(Stored items)
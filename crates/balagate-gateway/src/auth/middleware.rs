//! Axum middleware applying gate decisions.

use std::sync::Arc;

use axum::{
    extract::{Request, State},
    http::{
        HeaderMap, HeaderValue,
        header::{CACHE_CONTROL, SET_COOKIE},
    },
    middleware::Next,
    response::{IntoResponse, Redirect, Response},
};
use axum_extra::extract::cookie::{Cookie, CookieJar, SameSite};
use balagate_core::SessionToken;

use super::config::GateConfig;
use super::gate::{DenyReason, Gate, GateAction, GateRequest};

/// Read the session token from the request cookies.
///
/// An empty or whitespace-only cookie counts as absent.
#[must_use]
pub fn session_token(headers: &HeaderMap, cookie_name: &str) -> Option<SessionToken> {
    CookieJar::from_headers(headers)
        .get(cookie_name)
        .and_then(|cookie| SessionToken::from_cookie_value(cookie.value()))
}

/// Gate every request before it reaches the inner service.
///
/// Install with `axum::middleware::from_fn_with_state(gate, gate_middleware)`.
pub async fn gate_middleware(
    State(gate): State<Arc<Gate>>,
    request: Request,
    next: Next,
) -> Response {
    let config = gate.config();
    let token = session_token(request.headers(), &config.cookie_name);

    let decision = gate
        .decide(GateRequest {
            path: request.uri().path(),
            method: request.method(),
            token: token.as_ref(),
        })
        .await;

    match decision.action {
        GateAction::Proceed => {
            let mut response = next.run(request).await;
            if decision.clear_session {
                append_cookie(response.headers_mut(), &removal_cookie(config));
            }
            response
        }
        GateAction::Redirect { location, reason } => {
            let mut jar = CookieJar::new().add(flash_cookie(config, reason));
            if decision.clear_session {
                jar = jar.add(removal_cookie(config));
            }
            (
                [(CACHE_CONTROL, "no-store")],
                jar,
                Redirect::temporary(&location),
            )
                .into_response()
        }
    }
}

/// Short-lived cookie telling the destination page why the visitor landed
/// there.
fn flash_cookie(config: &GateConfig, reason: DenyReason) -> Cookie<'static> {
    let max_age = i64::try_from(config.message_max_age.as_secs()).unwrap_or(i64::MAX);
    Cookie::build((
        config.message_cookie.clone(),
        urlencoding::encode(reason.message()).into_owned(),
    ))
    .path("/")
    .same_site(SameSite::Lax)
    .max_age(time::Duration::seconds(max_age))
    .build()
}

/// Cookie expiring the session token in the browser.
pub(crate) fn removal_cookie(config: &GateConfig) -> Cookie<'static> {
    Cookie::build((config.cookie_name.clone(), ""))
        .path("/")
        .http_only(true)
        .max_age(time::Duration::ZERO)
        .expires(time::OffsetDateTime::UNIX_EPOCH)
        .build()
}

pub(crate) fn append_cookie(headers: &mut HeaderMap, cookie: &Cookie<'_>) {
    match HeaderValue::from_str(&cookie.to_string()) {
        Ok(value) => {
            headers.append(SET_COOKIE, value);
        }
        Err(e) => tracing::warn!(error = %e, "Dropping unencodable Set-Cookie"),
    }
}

• WHAT YOU WILL DO:
Each entry shown above should be transcribed exactly as written.

• RESULT OF THIS TASK:
filename crates/balagate-gateway/src/auth/middleware.rs
//! Axum middleware applying gate decisions.

use std::sync::Arc;

use axum::{
    extract::{Request, State},
    http::{
        HeaderMap, HeaderValue,
        header::{CACHE_CONTROL, SET_COOKIE},
    },
    middleware::Next,
    response::{IntoResponse, Redirect, Response},
};
use axum_extra::extract::cookie::{Cookie, CookieJar, SameSite};
use balagate_core::SessionToken;

use super::config::GateConfig;
use super::gate::{DenyReason, Gate, GateAction, GateRequest};

/// Read the session token from the request cookies.
///
/// An empty or whitespace-only cookie counts as absent.
#[must_use]
pub fn session_token(headers: &HeaderMap, cookie_name: &str) -> Option<SessionToken> {
    CookieJar::from_headers(headers)
        .get(cookie_name)
        .and_then(|cookie| SessionToken::from_cookie_value(cookie.value()))
}

/// Gate every request before it reaches the inner service.
///
/// Install with `axum::middleware::from_fn_with_state(gate, gate_middleware)`.
pub async fn gate_middleware(
    State(gate): State<Arc<Gate>>,
    request: Request,
    next: Next,
) -> Response {
    let config = gate.config();
    let token = session_token(request.headers(), &config.cookie_name);

    let decision = gate
        .decide(GateRequest {
            path: request.uri().path(),
            method: request.method(),
            token: token.as_ref(),
        })
        .await;

    match decision.action {
        GateAction::Proceed => {
            let mut response = next.run(request).await;
            if decision.clear_session {
                append_cookie(response.headers_mut(), &removal_cookie(config));
            }
            response
        }
        GateAction::Redirect { location, reason } => {
            let mut jar = CookieJar::new().add(flash_cookie(config, reason));
            if decision.clear_session {
                jar = jar.add(removal_cookie(config));
            }
            (
                [(CACHE_CONTROL, "no-store")],
                jar,
                Redirect::temporary(&location),
            )
                .into_response()
        }
    }
}

/// Short-lived cookie telling the destination page why the visitor landed
/// there.
fn flash_cookie(config: &GateConfig, reason: DenyReason) -> Cookie<'static> {
    let max_age = i64::try_from(config.message_max_age.as_secs()).unwrap_or(i64::MAX);
    Cookie::build((
        config.message_cookie.clone(),
        urlencoding::encode(reason.message()).into_owned(),
    ))
    .path("/")
    .same_site(SameSite::Lax)
    .max_age(time::Duration::seconds(max_age))
    .build()
}

/// Cookie expiring the session token in the browser.
pub(crate) fn removal_cookie(config: &GateConfig) -> Cookie<'static> {
    Cookie::build((config.cookie_name.clone(), ""))
        .path("/")
        .http_only(true)
        .max_age(time::Duration::ZERO)
        .expires(time::OffsetDateTime::UNIX_EPOCH)
        .build()
}

pub(crate) fn append_cookie(headers: &mut HeaderMap, cookie: &Cookie<'_>) {
    match HeaderValue::from_str(&cookie.to_string()) {
        Ok(value) => {
            headers.append(SET_COOKIE, value);
        }
        Err(e) => tracing::warn!(error = %e, "Dropping unencodable Set-Cookie"),
    }
}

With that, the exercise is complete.